Dataset START
//! Exchange logging middleware.
//!
//! Logs each transport exchange with the `tracing` crate.

use std::future::Future;
use std::pin::Pin;
use std::task::{Context, Poll};
use std::time::Instant;

use tower::{Layer, Service};
use tracing::{Instrument, Level, debug, info, span, warn};

use crate::{Request, Response, TransportError};

/// Layer that adds exchange logging to a transport.
///
/// # Example
///
/// ```ignore
/// use courier::HyperTransport;
/// use courier::middleware::LoggingLayer;
///
/// let transport = HyperTransport::builder()
///     .layer(LoggingLayer::debug())
///     .build();
/// ```
#[derive(Debug, Clone, Copy, Default)]
pub struct LoggingLayer {
    level: LogLevel,
}

/// Log level for the logging middleware.
#[derive(Debug, Clone, Copy, Default, PartialEq, Eq)]
pub enum LogLevel {
    /// Log at debug level (request headers included).
    Debug,
    /// Log at info level (summary only).
    #[default]
    Info,
}

impl LoggingLayer {
    /// Create a new logging layer with default settings.
    #[must_use]
    pub fn new() -> Self {
        Self::default()
    }

    /// Create a logging layer that logs at debug level.
    #[must_use]
    pub const fn debug() -> Self {
        Self {
            level: LogLevel::Debug,
        }
    }

    /// The configured level.
    #[must_use]
    pub const fn level(&self) -> LogLevel {
        self.level
    }
}

impl<S> Layer<S> for LoggingLayer {
    type Service = Logging<S>;

    fn layer(&self, inner: S) -> Self::Service {
        Logging {
            inner,
            level: self.level,
        }
    }
}

/// Service that logs exchanges.
#[derive(Debug, Clone)]
pub struct Logging<S> {
    inner: S,
    level: LogLevel,
}

impl<S> Logging<S> {
    /// Create a new logging service wrapping the given service.
    pub const fn new(inner: S) -> Self {
        Self {
            inner,
            level: LogLevel::Info,
        }
    }
}

impl<S> Service<Request> for Logging<S>
where
    S: Service<Request, Response = Response, Error = TransportError> + Clone + Send + 'static,
    S::Future: Send,
{
    type Response = Response;
    type Error = TransportError;
    type Future = Pin<Box<dyn Future<Output = Result<Response, TransportError>> + Send>>;

    fn poll_ready(&mut self, cx: &mut Context<'_>) -> Poll<Result<(), Self::Error>> {
        self.inner.poll_ready(cx)
    }

    fn call(&mut self, request: Request) -> Self::Future {
        let method = request.method();
        let url = request.url().to_string();
        let level = self.level;

        let span = span!(Level::INFO, "http_request", %method, %url);

        let mut inner = self.inner.clone();
        Box::pin(
            async move {
                let start = Instant::now();

                match level {
                    LogLevel::Debug => {
                        debug!(headers = ?request.header_map(), "sending request");
                    }
                    LogLevel::Info => info!("sending request"),
                }

                let result = inner.call(request).await;

                // Saturating conversion to u64
                let elapsed_ms = u64::try_from(start.elapsed().as_millis()).unwrap_or(u64::MAX);

                match &result {
                    Ok(response) => match response.status() {
                        Some(status) if (200..300).contains(&status) => {
                            info!(status, elapsed_ms, "request completed");
                        }
                        Some(status) => {
                            warn!(status, elapsed_ms, "request failed with HTTP error");
                        }
                        None => warn!(elapsed_ms, "response has no HTTP status"),
                    },
                    Err(err) => warn!(error = %err, elapsed_ms, "request failed"),
                }

                result
            }
            .instrument(span),
        )
    }
}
Dataset END
#### Your assignment
Without changing anything, repeat every record above.

#### Problem solution
//! Exchange logging middleware.
//!
//! Logs each transport exchange with the `tracing` crate.

use std::future::Future;
use std::pin::Pin;
use std::task::{Context, Poll};
use std::time::Instant;

use tower::{Layer, Service};
use tracing::{Instrument, Level, debug, info, span, warn};

use crate::{Request, Response, TransportError};

/// Layer that adds exchange logging to a transport.
///
/// # Example
///
/// ```ignore
/// use courier::HyperTransport;
/// use courier::middleware::LoggingLayer;
///
/// let transport = HyperTransport::builder()
///     .layer(LoggingLayer::debug())
///     .build();
/// ```
#[derive(Debug, Clone, Copy, Default)]
pub struct LoggingLayer {
    level: LogLevel,
}

/// Log level for the logging middleware.
#[derive(Debug, Clone, Copy, Default, PartialEq, Eq)]
pub enum LogLevel {
    /// Log at debug level (request headers included).
    Debug,
    /// Log at info level (summary only).
    #[default]
    Info,
}

impl LoggingLayer {
    /// Create a new logging layer with default settings.
    #[must_use]
    pub fn new() -> Self {
        Self::default()
    }

    /// Create a logging layer that logs at debug level.
    #[must_use]
    pub const fn debug() -> Self {
        Self {
            level: LogLevel::Debug,
        }
    }

    /// The configured level.
    #[must_use]
    pub const fn level(&self) -> LogLevel {
        self.level
    }
}

impl<S> Layer<S> for LoggingLayer {
    type Service = Logging<S>;

    fn layer(&self, inner: S) -> Self::Service {
        Logging {
            inner,
            level: self.level,
        }
    }
}

/// Service that logs exchanges.
#[derive(Debug, Clone)]
pub struct Logging<S> {
    inner: S,
    level: LogLevel,
}

impl<S> Logging<S> {
    /// Create a new logging service wrapping the given service.
    pub const fn new(inner: S) -> Self {
        Self {
            inner,
            level: LogLevel::Info,
        }
    }
}

impl<S> Service<Request> for Logging<S>
where
    S: Service<Request, Response = Response, Error = TransportError> + Clone + Send + 'static,
    S::Future: Send,
{
    type Response = Response;
    type Error = TransportError;
    type Future = Pin<Box<dyn Future<Output = Result<Response, TransportError>> + Send>>;

    fn poll_ready(&mut self, cx: &mut Context<'_>) -> Poll<Result<(), Self::Error>> {
        self.inner.poll_ready(cx)
    }

    fn call(&mut self, request: Request) -> Self::Future {
        let method = request.method();
        let url = request.url().to_string();
        let level = self.level;

        let span = span!(Level::INFO, "http_request", %method, %url);

        let mut inner = self.inner.clone();
        Box::pin(
            async move {
                let start = Instant::now();

                match level {
                    LogLevel::Debug => {
                        debug!(headers = ?request.header_map(), "sending request");
                    }
                    LogLevel::Info => info!("sending request"),
                }

                let result = inner.call(request).await;

                // Saturating conversion to u64
                let elapsed_ms = u64::try_from(start.elapsed().as_millis()).unwrap_or(u64::MAX);

                match &result {
                    Ok(response) => match response.status() {
                        Some(status) if (200..300).contains(&status) => {
                            info!(status, elapsed_ms, "request completed");
                        }
                        Some(status) => {
                            warn!(status, elapsed_ms, "request failed with HTTP error");
                        }
                        None => warn!(elapsed_ms, "response has no HTTP status"),
                    },
                    Err(err) => warn!(error = %err, elapsed_ms, "request failed"),
                }

                result
            }
            .instrument(span),
        )
    }
}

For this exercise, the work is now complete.